Nicolette looked from him to Guy, only to see that the spot was vacant- and he was a few feet ahead, already booking it back to the set. She sighed in relief. “Can’t believe I’m saying this either, but thank you, John. Don’t know why I didn’t think of just straight up threatening him in the first place.” 
“Most men need the additional push, unfortunately. Especially when they’re ants who think they’re gods in the greater scheme of things.” 
“Okay, Hypocritical Crazy Person. Think long and hard about that one and think about yourself. See you next time I blow up a couple of silos.” She went to dismount him. 
John caught her wrist. “That wasn’t for free,” he pointed out. 
She sighed. “What, you’re not the ‘seal a deal with a kiss’ type of demon?” 
“No. I’m a confession for a favor kind of guy,” he countered. 

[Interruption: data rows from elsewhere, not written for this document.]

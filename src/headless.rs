//! Windowless simulation: fixed-step frames, JSON-lines pose output.

use std::io::Write;

use anyhow::{Context, Result};
use log::{debug, info};
use rand::Rng;
use serde::Serialize;

use crate::camera::{CameraController, FrameInput, TourSettings};
use crate::core::{InputQueue, PointerEvent, Repeating};
use crate::frame::FixedStepFrames;
use crate::tree::{TreeScene, RESHUFFLE_INTERVAL_SECS};

/// Frames a scripted drag lasts before the pointer is released
pub const SCRIPTED_DRAG_FRAMES: u64 = 30;

/// A synthetic horizontal drag injected into the input queue
#[derive(Debug, Clone, Copy, PartialEq)]
pub struct ScriptedDrag {
    pub start_frame: u64,
    pub dx_per_frame: f32,
}

impl ScriptedDrag {
    /// Builds a drag from the `--drag FRAME DX` pair
    pub fn from_args(args: &[f32]) -> Option<Self> {
        match args {
            [frame, dx] if frame.is_finite() && *frame >= 0.0 => Some(Self {
                start_frame: *frame as u64,
                dx_per_frame: *dx,
            }),
            _ => None,
        }
    }

    fn events_for(&self, frame: u64) -> Option<PointerEvent> {
        let end = self.start_frame + SCRIPTED_DRAG_FRAMES;
        if frame == self.start_frame {
            Some(PointerEvent::DragStart { x: 0.0, y: 0.0 })
        } else if frame > self.start_frame && frame < end {
            Some(PointerEvent::DragMove {
                dx: self.dx_per_frame,
                dy: 0.0,
            })
        } else if frame == end {
            Some(PointerEvent::DragEnd)
        } else {
            None
        }
    }
}

#[derive(Debug, Clone)]
pub struct HeadlessOptions {
    pub frames: u64,
    pub fps: f32,
    pub drag: Option<ScriptedDrag>,
}

/// One line of output
#[derive(Debug, Clone, Serialize)]
pub struct FrameRecord {
    pub frame: u64,
    pub time: f32,
    pub position: [f32; 3],
    pub look_at: [f32; 3],
    /// Index into the tour target list while a target is being visited
    pub focus: Option<usize>,
}

/// Totals reported when the run finishes
#[derive(Debug, Clone, Copy, Default, PartialEq)]
pub struct HeadlessSummary {
    pub frames: u64,
    pub reshuffles: u32,
    pub targets_visited: usize,
}

/// Runs the camera against `scene` for `options.frames` frames, writing one
/// JSON record per frame to `out`.
pub fn run<R: Rng, W: Write>(
    scene: &mut TreeScene<R>,
    tour: TourSettings,
    options: &HeadlessOptions,
    out: &mut W,
) -> Result<HeadlessSummary> {
    let mut camera = CameraController::new();
    let mut queue = InputQueue::new();
    let mut reshuffle = Repeating::every(RESHUFFLE_INTERVAL_SECS);
    let mut summary = HeadlessSummary::default();
    let mut last_focus = None;

    info!(
        "Headless run: {} frames at {} fps, {} targets",
        options.frames,
        options.fps,
        scene.targets().len()
    );

    for frame in FixedStepFrames::new(options.frames, options.fps) {
        if let Some(event) = options.drag.and_then(|drag| drag.events_for(frame.number)) {
            queue.push(event);
        }
        camera.consume(&mut queue);

        if reshuffle.tick(frame.delta) {
            scene.reshuffle();
            summary.reshuffles += 1;
            debug!("Reshuffled content at t={:.1}", frame.time);
        }

        let pose = camera.update(frame.delta, &FrameInput::new(tour, scene.targets()));
        let focus = camera.focus().map(|f| f.target_index);
        if focus.is_some() && focus != last_focus {
            summary.targets_visited += 1;
        }
        last_focus = focus;

        let record = FrameRecord {
            frame: frame.number,
            time: frame.time,
            position: pose.position.to_array(),
            look_at: pose.look_at.to_array(),
            focus,
        };
        serde_json::to_writer(&mut *out, &record).context("Failed to encode frame record")?;
        writeln!(out).context("Failed to write frame record")?;
        summary.frames += 1;
    }

    out.flush().context("Failed to flush output")?;
    info!(
        "Headless run finished: {} frames, {} targets visited, {} reshuffles",
        summary.frames, summary.targets_visited, summary.reshuffles
    );
    Ok(summary)
}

Nicolette searched his face for a moment, but found he looked entirely serious. Again, deal with the devil- out of the frying pan into the fire- you made your bed, lay in it kind of things. Besides, she had escaped one Confession. She could escape another. “Fine. Tomorrow. The Ranch. Noon. No one else is there.” 
“Deal,” John agreed. 
Nicolette got off of him the rest of the way and hurried back towards Guy. She hoped the pay was good. If he even paid her. Well, what was another fucking favor at that point. 
———————————–
At 12:30 the next day, Nicolette was sitting in the basement of Seed Ranch, strapped to a chair near identical to the last one. She had been ‘fashionably late’ by a few minutes. By some miracle he had allowed it, but made sure to strap her in as he went on about Confession again. He eventually ended his spiel, and then pointed the tattoo again. “So… we know you’re Wrath, but… any other of those delicious little sins left in you, Deputy?” 
“Plenty, Seed.” 
“Do go on then…” 
Nicolette opened her mouth to respond, and then was immediately cut off when her radio gave a crackle, and then- 
“Hey! Baby! Baby! Get your beautiful ass back here! I need you again! All my people left me like the cheap little shits they are, and you’re all I got!” 

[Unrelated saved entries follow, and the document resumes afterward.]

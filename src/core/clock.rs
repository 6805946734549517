use std::time::Instant;

/// Longest frame step handed to the simulation; a stalled window (drag
/// resize, debugger) must not fast-forward the tour
pub const MAX_FRAME_DELTA: f32 = 0.1;

/// Wall clock for the interactive viewer - just tracks delta time
#[derive(Debug)]
pub struct Clock {
    last_tick: Instant,
}

impl Clock {
    /// Create new clock starting now
    pub fn new() -> Self {
        Self {
            last_tick: Instant::now(),
        }
    }

    /// Seconds since the last tick, capped at [`MAX_FRAME_DELTA`]
    pub fn tick(&mut self) -> f32 {
        let now = Instant::now();
        let delta = now.duration_since(self.last_tick).as_secs_f32();
        self.last_tick = now;
        delta.min(MAX_FRAME_DELTA)
    }

    /// Reset clock to current time
    pub fn reset(&mut self) {
        self.last_tick = Instant::now();
    }
}

impl Default for Clock {
    fn default() -> Self {
        Self::new()
    }
}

Guy. Again. Are you fucking kidding me? She went wide eyed at the intrusion and tried not to laugh at how indignant John looked. John went to take it off her hip and she raised them and scooted back to get it out of his reach. “Uh uh. You break it or turn it off, I can miss any other bullshit that your people or your siblings pulled. I came here willingly, trade or not. We do this on my terms. I keep the radio. Only fair.” 
“Fine,” John hissed. He moved back. “So, what e-” 
“Baby, come on, don’t be like that!” 
John snarled and launched himself at her radio. He unclipped it from her belt before she could protest. “Mister Marvel. I do believe we had a discussion about that name, did we not?”
“Shit. Uh, sorry. Just need that - uh-” 
“Yes, well, the Deputy and I are a  little… busy at the moment,” John reached over to her hip, pinched and twisted the skin there.
Nicolette yelped- then all but slammed her mouth shut when she realized just what sort of sound John had been aiming for with that sound. ‘Dick’ she mouthed. 
John merely smirked at her and then sighed a little too dreamily. “You catch my drift, Madel?” 
“Marvel.”
“Do. You. Catch. It?” John repeated. 
“Yeah, yeah I catch it.”
“Good. Goodbye, Mister-” 
“WAIT!” 
John groaned. He went to switch the radio off, only for Nicolette to give him a pointed look. He sighed. “What?” 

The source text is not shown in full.